Hope you had a fantastic christmas break :)
I am trying to find an algorithm in polynomial time that finds the shortest arithmetical expression (the one with the least amount of 1 symbols) to express any natural number, while only using the elements of $\Sigma=\{(,),1,+,\times\}$.
As an example there are multiple ways to express $6\in \mathbb{N}$. but we want the one with the least amount of 1 symbols.
1+1+1+1+1+1
(1+1)*(1+1+1)
(1+1)*1+1+1+1+1
Algorithm:
My current algorithm GetExpression(n) uses a recursive mechanism to get the expression for a number $n\in \mathbb{N}$.
- if $n=1$ return "1"
- trying to find a divider for n (for loop from i=2 to $\lceil \sqrt{n} \rceil$ with trying $n\mod i=0$)
- if there is a divider return "(GetExpression(divider)$\times$GetExpression($\frac{n}{divider}$))"
- if n is prime return "(1+GetExpresion(n-1))"
Runtime:
Due to the loop trying to find the divider going in $\mathcal{O}(n)$ and both options of recursive calls having $0<\alpha_1=\frac{n-1}{n}<1$ (in the prime case) and $0<\alpha_2+\alpha_3<1$ (in the non-prime case) we can use the master theorem to see, that our agorithm runs in $\mathcal{O}(n)$ (since we only make one of both options at a time we dont need to look for $\sum_{i=1}^3\alpha_i<1$ but only for $\alpha_1<1$ and $\sum_{i=2}^3\alpha_i<1$)

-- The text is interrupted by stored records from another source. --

//! Training charts, history export and weight persistence.
//!
//! Charts are PNG plots on a white background: title on top, "Epoch" under the x
//! axis, the metric name rotated along the y axis, tick values on both axes, train
//! curve in blue and validation curve in orange, and a "Train"/"Validation" legend
//! in the upper-left corner of the plot area.

use std::path::Path;

use ab_glyph::{ FontRef, PxScale };
use anyhow::{ anyhow, Context, Result };
use burn::tensor::backend::AutodiffBackend;
use image::{ imageops, Rgb, RgbImage };
use imageproc::{
    drawing::{
        draw_filled_circle_mut,
        draw_filled_rect_mut,
        draw_hollow_rect_mut,
        draw_line_segment_mut,
        draw_text_mut,
        text_size,
    },
    rect::Rect,
};
use tracing::{ info, warn };

use crate::model::Model;
use crate::train::TrainingHistory;

pub const ACCURACY_CHART: &str = "accuracy.png";
pub const LOSS_CHART: &str = "loss.png";
pub const HISTORY_CSV: &str = "history.csv";

/// Title and y axis caption of one chart.
#[derive(Debug, Clone, Copy)]
pub struct ChartLabels {
    pub title: &'static str,
    pub y_label: &'static str,
}

pub const ACCURACY_LABELS: ChartLabels = ChartLabels {
    title: "Model accuracy",
    y_label: "Accuracy",
};
pub const LOSS_LABELS: ChartLabels = ChartLabels { title: "Model loss", y_label: "Loss" };
const X_LABEL: &str = "Epoch";
const LEGEND: [&str; 2] = ["Train", "Validation"];

const FONT: &[u8] = include_bytes!("../assets/DejaVuSans.ttf");

const WIDTH: u32 = 640;
const HEIGHT: u32 = 480;
const LEFT: u32 = 80;
const RIGHT: u32 = 24;
const TOP: u32 = 48;
const BOTTOM: u32 = 64;
const MAX_X_TICKS: usize = 10;

const BACKGROUND: Rgb<u8> = Rgb([255, 255, 255]);
const AXIS: Rgb<u8> = Rgb([44, 62, 80]);
const GRID: Rgb<u8> = Rgb([230, 230, 230]);
pub const TRAIN_COLOR: Rgb<u8> = Rgb([31, 119, 180]);
pub const VALIDATION_COLOR: Rgb<u8> = Rgb([255, 127, 14]);

/// Writes `accuracy.png`, `loss.png` and `history.csv` into `out_dir`, replacing older copies.
pub fn write_reports(history: &TrainingHistory, out_dir: &Path) -> Result<()> {
    if history.is_empty() {
        warn!("No epochs were run, charts will have no curves");
    }

    let accuracy = [
        history.series(|r| r.train_accuracy),
        history.series(|r| r.val_accuracy),
    ];
    let loss = [history.series(|r| r.train_loss), history.series(|r| r.val_loss)];

    save_chart(&accuracy, &ACCURACY_LABELS, &out_dir.join(ACCURACY_CHART))?;
    save_chart(&loss, &LOSS_LABELS, &out_dir.join(LOSS_CHART))?;
    write_history_csv(history, &out_dir.join(HISTORY_CSV))?;
    info!("{} epochs written to {}", history.len(), HISTORY_CSV);
    Ok(())
}

/// Persists the head when a weights file was requested.
pub fn save_weights<B: AutodiffBackend>(model: &Model<B>, weights: Option<&Path>) -> Result<()> {
    if let Some(path) = weights {
        info!("Saving model to {}", path.display());
        model.head.save(path)?;
        info!("Model saved");
    }
    Ok(())
}

pub fn write_history_csv(history: &TrainingHistory, path: &Path) -> Result<()> {
    let mut writer = csv::Writer
        ::from_path(path)
        .with_context(|| format!("failed to create {}", path.display()))?;
    for record in history.records() {
        writer.serialize(record)?;
    }
    writer.flush()?;
    Ok(())
}

pub fn save_chart(series: &[Vec<(f64, f64)>; 2], labels: &ChartLabels, path: &Path) -> Result<()> {
    render_chart(series, labels)?
        .save(path)
        .with_context(|| format!("failed to write chart {}", path.display()))?;
    info!("Chart written to {}", path.display());
    Ok(())
}

fn chart_font() -> Result<FontRef<'static>> {
    FontRef::try_from_slice(FONT).map_err(|err| anyhow!("invalid chart font: {err}"))
}

/// Tick spacing of the y axis and the number of divisions reaching `max`.
///
/// The spacing is 1, 2, 2.5 or 5 times a power of ten, so that at most five
/// divisions cover the data.
pub fn y_axis(max: f64) -> (f64, usize) {
    let max = if max.is_finite() && max > 0.0 { max } else { 1.0 };
    let raw = max / 5.0;
    let magnitude = (10f64).powf(raw.log10().floor());
    let step = [1.0, 2.0, 2.5, 5.0, 10.0]
        .into_iter()
        .map(|m| m * magnitude)
        .find(|step| *step >= raw * (1.0 - 1e-9))
        .unwrap_or(10.0 * magnitude);
    let divisions = (max / step - 1e-9).ceil().max(1.0) as usize;
    (step, divisions)
}

fn tick_label(value: f64) -> String {
    let text = format!("{value:.3}");
    let text = text.trim_end_matches('0').trim_end_matches('.');
    if text.is_empty() || text == "-" { "0".to_string() } else { text.to_string() }
}

/// Area of the legend, drawn over the curves.
pub fn legend_box() -> Rect {
    Rect::at((LEFT + 8) as i32, (TOP + 8) as i32).of_size(120, 44)
}

/// Plots the train and validation series. Non-finite points are left out.
pub fn render_chart(series: &[Vec<(f64, f64)>; 2], labels: &ChartLabels) -> Result<RgbImage> {
    let font = chart_font()?;
    let mut img = RgbImage::from_pixel(WIDTH, HEIGHT, BACKGROUND);

    let points: Vec<(f64, f64)> = series
        .iter()
        .flatten()
        .copied()
        .filter(|(x, y)| x.is_finite() && y.is_finite())
        .collect();
    let x_max = points
        .iter()
        .map(|(x, _)| *x)
        .fold(1.0, f64::max);
    let y_max = points
        .iter()
        .map(|(_, y)| *y)
        .fold(0.0, f64::max);
    let (y_step, y_divisions) = y_axis(y_max);
    let y_top = y_step * (y_divisions as f64);
    let x_span = (x_max - 1.0).max(1.0);

    let left = LEFT as f32;
    let right = (WIDTH - RIGHT) as f32;
    let top = TOP as f32;
    let bottom = (HEIGHT - BOTTOM) as f32;

    let small = PxScale::from(13.0);
    for i in 0..=y_divisions {
        let value = y_step * (i as f64);
        let y = bottom - ((value / y_top) as f32) * (bottom - top);
        draw_line_segment_mut(&mut img, (left, y), (right, y), GRID);
        draw_line_segment_mut(&mut img, (left - 4.0, y), (left, y), AXIS);

        let text = tick_label(value);
        let (w, h) = text_size(small, &font, &text);
        let (tx, ty) = ((LEFT as i32) - 8 - (w as i32), (y as i32) - (h as i32) / 2);
        draw_text_mut(&mut img, AXIS, tx, ty, small, &font, &text);
    }

    let x_every = ((x_max as usize) + MAX_X_TICKS - 1) / MAX_X_TICKS;
    let mut epoch = 1;
    while (epoch as f64) <= x_max {
        let x = left + (((epoch as f64) - 1.0) / x_span) as f32 * (right - left);
        draw_line_segment_mut(&mut img, (x, bottom), (x, bottom + 4.0), AXIS);

        let text = epoch.to_string();
        let (w, _) = text_size(small, &font, &text);
        let (tx, ty) = ((x as i32) - (w as i32) / 2, (bottom as i32) + 8);
        draw_text_mut(&mut img, AXIS, tx, ty, small, &font, &text);
        epoch += x_every.max(1);
    }

    draw_line_segment_mut(&mut img, (left, bottom), (right, bottom), AXIS);
    draw_line_segment_mut(&mut img, (left, top), (left, bottom), AXIS);

    let project = |(x, y): (f64, f64)| -> (f32, f32) {
        (
            left + (((x - 1.0) / x_span) as f32) * (right - left),
            bottom - ((y / y_top) as f32) * (bottom - top),
        )
    };

    for (values, color) in series.iter().zip([TRAIN_COLOR, VALIDATION_COLOR]) {
        let visible: Vec<(f32, f32)> = values
            .iter()
            .copied()
            .filter(|(x, y)| x.is_finite() && y.is_finite())
            .map(project)
            .collect();

        for pair in visible.windows(2) {
            draw_line_segment_mut(&mut img, pair[0], pair[1], color);
        }
        for &(x, y) in &visible {
            draw_filled_circle_mut(&mut img, (x as i32, y as i32), 3, color);
        }
    }

    let title = PxScale::from(20.0);
    let (w, _) = text_size(title, &font, labels.title);
    draw_text_mut(&mut img, AXIS, ((WIDTH - w) / 2) as i32, 14, title, &font, labels.title);

    let caption = PxScale::from(15.0);
    let (w, _) = text_size(caption, &font, X_LABEL);
    let x_center = LEFT + (WIDTH - LEFT - RIGHT) / 2;
    let (tx, ty) = ((x_center - w / 2) as i32, (HEIGHT - 28) as i32);
    draw_text_mut(&mut img, AXIS, tx, ty, caption, &font, X_LABEL);

    let (w, h) = text_size(caption, &font, labels.y_label);
    let mut y_caption = RgbImage::from_pixel(w + 4, h + 6, BACKGROUND);
    draw_text_mut(&mut y_caption, AXIS, 2, 2, caption, &font, labels.y_label);
    let y_caption = imageops::rotate270(&y_caption);
    let y_center = TOP + (HEIGHT - TOP - BOTTOM) / 2;
    let ty = (y_center as i64) - (y_caption.height() as i64) / 2;
    imageops::overlay(&mut img, &y_caption, 8, ty);

    let legend = legend_box();
    draw_filled_rect_mut(&mut img, legend, BACKGROUND);
    draw_hollow_rect_mut(&mut img, legend, GRID);
    for (i, (name, color)) in LEGEND.iter().zip([TRAIN_COLOR, VALIDATION_COLOR]).enumerate() {
        let row = legend.top() + 8 + (i as i32) * 18;
        let swatch = Rect::at(legend.left() + 8, row + 2).of_size(24, 10);
        draw_filled_rect_mut(&mut img, swatch, color);
        draw_text_mut(&mut img, AXIS, legend.left() + 40, row, small, &font, name);
    }

    Ok(img)
}

#[cfg(test)]
mod tests {
    use super::*;
    use crate::train::EpochRecord;
    use image::GenericImageView;

    fn history(epochs: usize) -> TrainingHistory {
        let mut history = TrainingHistory::default();
        for epoch in 1..=epochs {
            history.push(EpochRecord {
                epoch,
                train_loss: 1.0 / (epoch as f64),
                train_accuracy: 0.5 + (epoch as f64) / 100.0,
                val_loss: 1.2 / (epoch as f64),
                val_accuracy: 0.5,
            });
        }
        history
    }

    fn count(img: &RgbImage, color: Rgb<u8>) -> usize {
        img.pixels()
            .filter(|p| **p == color)
            .count()
    }

    fn inside(rect: &Rect, x: u32, y: u32) -> bool {
        let (x, y) = (x as i32, y as i32);
        x >= rect.left() && x <= rect.right() && y >= rect.top() && y <= rect.bottom()
    }

    /// Pixels of `color` outside the legend.
    fn curve_pixels(img: &RgbImage, color: Rgb<u8>) -> usize {
        let legend = legend_box();
        img.enumerate_pixels()
            .filter(|(x, y, p)| **p == color && !inside(&legend, *x, *y))
            .count()
    }

    /// Non-background pixels inside `rect`.
    fn ink(img: &RgbImage, rect: Rect) -> usize {
        img.enumerate_pixels()
            .filter(|(x, y, p)| inside(&rect, *x, *y) && **p != BACKGROUND)
            .count()
    }

    #[test]
    fn empty_history_draws_no_curves() {
        let history = history(0);
        let img = render_chart(
            &[history.series(|r| r.train_loss), history.series(|r| r.val_loss)],
            &LOSS_LABELS
        ).unwrap();
        assert_eq!(img.dimensions(), (WIDTH, HEIGHT));
        assert_eq!(curve_pixels(&img, TRAIN_COLOR), 0);
        assert_eq!(curve_pixels(&img, VALIDATION_COLOR), 0);
        assert!(count(&img, TRAIN_COLOR) > 0, "legend swatch is always drawn");
    }

    #[test]
    fn both_curves_are_drawn() {
        let history = history(5);
        let img = render_chart(
            &[history.series(|r| r.train_accuracy), history.series(|r| r.val_accuracy)],
            &ACCURACY_LABELS
        ).unwrap();
        assert!(curve_pixels(&img, TRAIN_COLOR) > 0);
        assert!(curve_pixels(&img, VALIDATION_COLOR) > 0);
    }

    #[test]
    fn nan_points_are_skipped() {
        let nan = vec![(1.0, f64::NAN), (2.0, f64::NAN)];
        let img = render_chart(&[nan.clone(), nan], &LOSS_LABELS).unwrap();
        assert_eq!(curve_pixels(&img, TRAIN_COLOR), 0);
    }

    #[test]
    fn captions_and_ticks_are_rendered() {
        let history = history(3);
        let img = render_chart(
            &[history.series(|r| r.train_loss), history.series(|r| r.val_loss)],
            &LOSS_LABELS
        ).unwrap();

        let title_band = Rect::at(LEFT as i32, 0).of_size(WIDTH - LEFT - RIGHT, TOP - 8);
        let x_caption = Rect::at(LEFT as i32, (HEIGHT - 30) as i32)
            .of_size(WIDTH - LEFT - RIGHT, 28);
        let y_caption = Rect::at(0, TOP as i32).of_size(30, HEIGHT - TOP - BOTTOM);
        let y_ticks = Rect::at(30, TOP as i32).of_size(LEFT - 40, HEIGHT - TOP - BOTTOM);
        let x_ticks = Rect::at(LEFT as i32, (HEIGHT - BOTTOM + 6) as i32)
            .of_size(WIDTH - LEFT - RIGHT, 20);
        for (name, rect) in [
            ("title", title_band),
            ("x caption", x_caption),
            ("y caption", y_caption),
            ("y ticks", y_ticks),
            ("x ticks", x_ticks),
        ] {
            assert!(ink(&img, rect) > 0, "{name} missing");
        }
    }

    #[test]
    fn y_axis_follows_the_data() {
        // the largest loss reaches the top gridline instead of being squashed under 1.0
        let series = [vec![(1.0, 3.0), (2.0, 1.5)], vec![(1.0, 2.0), (2.0, 1.0)]];
        let img = render_chart(&series, &LOSS_LABELS).unwrap();
        let near_top = img
            .enumerate_pixels()
            .filter(|(_, y, p)| **p == TRAIN_COLOR && y.abs_diff(TOP) <= 3)
            .count();
        assert!(near_top > 0);

        let small = [vec![(1.0, 0.04)], vec![(1.0, 0.02)]];
        let img = render_chart(&small, &LOSS_LABELS).unwrap();
        let near_top = img
            .enumerate_pixels()
            .filter(|(x, y, p)| **p == TRAIN_COLOR && y.abs_diff(TOP) <= 3 && *x <= LEFT + 3)
            .count();
        assert!(near_top > 0);
    }

    #[test]
    fn y_axis_steps_are_round() {
        let (step, divisions) = y_axis(3.0);
        assert!((step - 1.0).abs() < 1e-12 && divisions == 3);
        let (step, divisions) = y_axis(1.2);
        assert!((step - 0.25).abs() < 1e-12 && divisions == 5);
        let (step, divisions) = y_axis(0.55);
        assert!((step - 0.2).abs() < 1e-12 && divisions == 3);
        let (step, divisions) = y_axis(f64::NAN);
        assert!((step - 0.2).abs() < 1e-12 && divisions == 5);
        assert_eq!(tick_label(0.25), "0.25");
        assert_eq!(tick_label(2.0), "2");
        assert_eq!(tick_label(0.0), "0");
    }

    #[test]
    fn zero_epochs_still_write_every_report() {
        let dir = tempfile::tempdir().unwrap();
        write_reports(&history(0), dir.path()).unwrap();

        assert!(dir.path().join(ACCURACY_CHART).is_file());
        assert!(dir.path().join(LOSS_CHART).is_file());
        let csv = std::fs::read_to_string(dir.path().join(HISTORY_CSV)).unwrap();
        assert!(csv.lines().count() <= 1);
    }

    #[test]
    fn reports_overwrite_fixed_file_names() {
        let dir = tempfile::tempdir().unwrap();
        std::fs::write(dir.path().join(LOSS_CHART), b"stale").unwrap();

        write_reports(&history(3), dir.path()).unwrap();

        for name in [ACCURACY_CHART, LOSS_CHART] {
            let img = image::open(dir.path().join(name)).unwrap();
            assert_eq!(img.width(), WIDTH);
        }
        let csv = std::fs::read_to_string(dir.path().join(HISTORY_CSV)).unwrap();
        let mut lines = csv.lines();
        assert_eq!(lines.next(), Some("epoch,train_loss,train_accuracy,val_loss,val_accuracy"));
        assert_eq!(lines.count(), 3);
    }
}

(actually we need to make a special case for $divider=2$ since there couldbe $\alpha_2+\alpha_3=\frac{1}{2}+\frac{2}{4}=1$ if $n=4$ but we don't care right now).
Correctness:
My problem is how to proof that this algorithm is correct. I was thinking about a induction but i have no glue how to build it.